Besides its role in gas exchange, the airway epithelium exerts protective responses against environmental insults. Epithelial cells and sensory neurons lining up the airway epithelium can sense the presence of and the damage induced by various foreign substances and react by triggering protective reflexes, such as enhanced mucociliary clearance, initiation of cough and induction of inflammation. As a result of nano-technological development, the exposure of the general population to airborne nanomaterials has increased in the past decades, raising concerns about the toxicity of such particulates. Because of their low cost, easy production and versatility, silica nanoparticles (SiNPs) are widely used in multiple manufacturing applications as anti-caking, densifying and hydrophobic agents and are among the most highly produced nanomaterials worldwide. SiNPs affect the function of the airway epithelium, but the biochemical pathways targeted by these particles remain largely unknown. SiNPs have been repeatedly shown to induce release of damage-associated molecular pattern ATP in exposed cells. We have investigated the effects of SiNPs on the responses of 16HBE14o- cultured human bronchial epithelial (16HBE) cells to extracellular ATP, using measurements of intracellular Ca2+ concentration.

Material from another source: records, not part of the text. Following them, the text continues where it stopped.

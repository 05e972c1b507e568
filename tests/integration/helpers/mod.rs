// Copyright (c) 2025 Kirky.X
//
// Licensed under the MIT License
// See LICENSE file in the project root for full license information.

use axum_test::TestServer;
use pixcrawl::config::settings::Settings;
use pixcrawl::domain::repositories::result_sink::ResultSink;
use pixcrawl::domain::services::batch_service::BatchCrawlService;
use pixcrawl::domain::services::image_relay::ImageRelayService;
use pixcrawl::domain::services::page_processor::{FetchProfile, PageProcessor};
use pixcrawl::engines::reqwest_engine::ReqwestEngine;
use pixcrawl::engines::traits::ScraperEngine;
use pixcrawl::infrastructure::storage::InMemoryResultSink;
use pixcrawl::presentation::routes;
use std::sync::Arc;

pub struct TestApp {
    pub server: TestServer,
    pub sink: Arc<InMemoryResultSink>,
}

pub fn create_test_app() -> TestApp {
    let sink = Arc::new(InMemoryResultSink::new());
    let server = create_test_server(sink.clone());
    TestApp { server, sink }
}

/// 使用给定的结果存储构建测试服务
pub fn create_test_server(sink: Arc<dyn ResultSink>) -> TestServer {
    let settings = Settings::defaults().expect("default settings");
    let engine: Arc<dyn ScraperEngine> = Arc::new(ReqwestEngine);

    let processor = PageProcessor::new(
        engine.clone(),
        sink,
        FetchProfile::for_crawl(&settings.crawler),
    );
    let batch = Arc::new(
        BatchCrawlService::new(processor)
            .with_default_max_size_kib(settings.crawler.default_max_size_kib),
    );
    let relay = Arc::new(ImageRelayService::new(
        engine,
        settings.crawler.clone(),
        settings.relay.clone(),
    ));

    TestServer::new(routes::routes(batch, relay)).expect("test server")
}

Upon stimulation with extracellular ATP, these cells displayed a concentration-dependent increase in intracellular Ca2+, which was mediated by release from intracellular stores. SiNPs induced a dose-dependent Ca2+ increase and inhibited the Ca2+ responses to ATP. The latter effect occurred within minutes of application and at low µg/ml concentrations, which are significantly faster and more potent than those previously reported for the induction of cellular toxicity and pro-inflammatory responses. SiNPs-induced inhibition is independent from the increase in intracellular Ca2+ they produce, is largely irreversible and occurs via a non-competitive mechanism. These findings suggest that SiNPs reduce the ability of epithelial cells to support defensive responses via ATP-dependent signaling.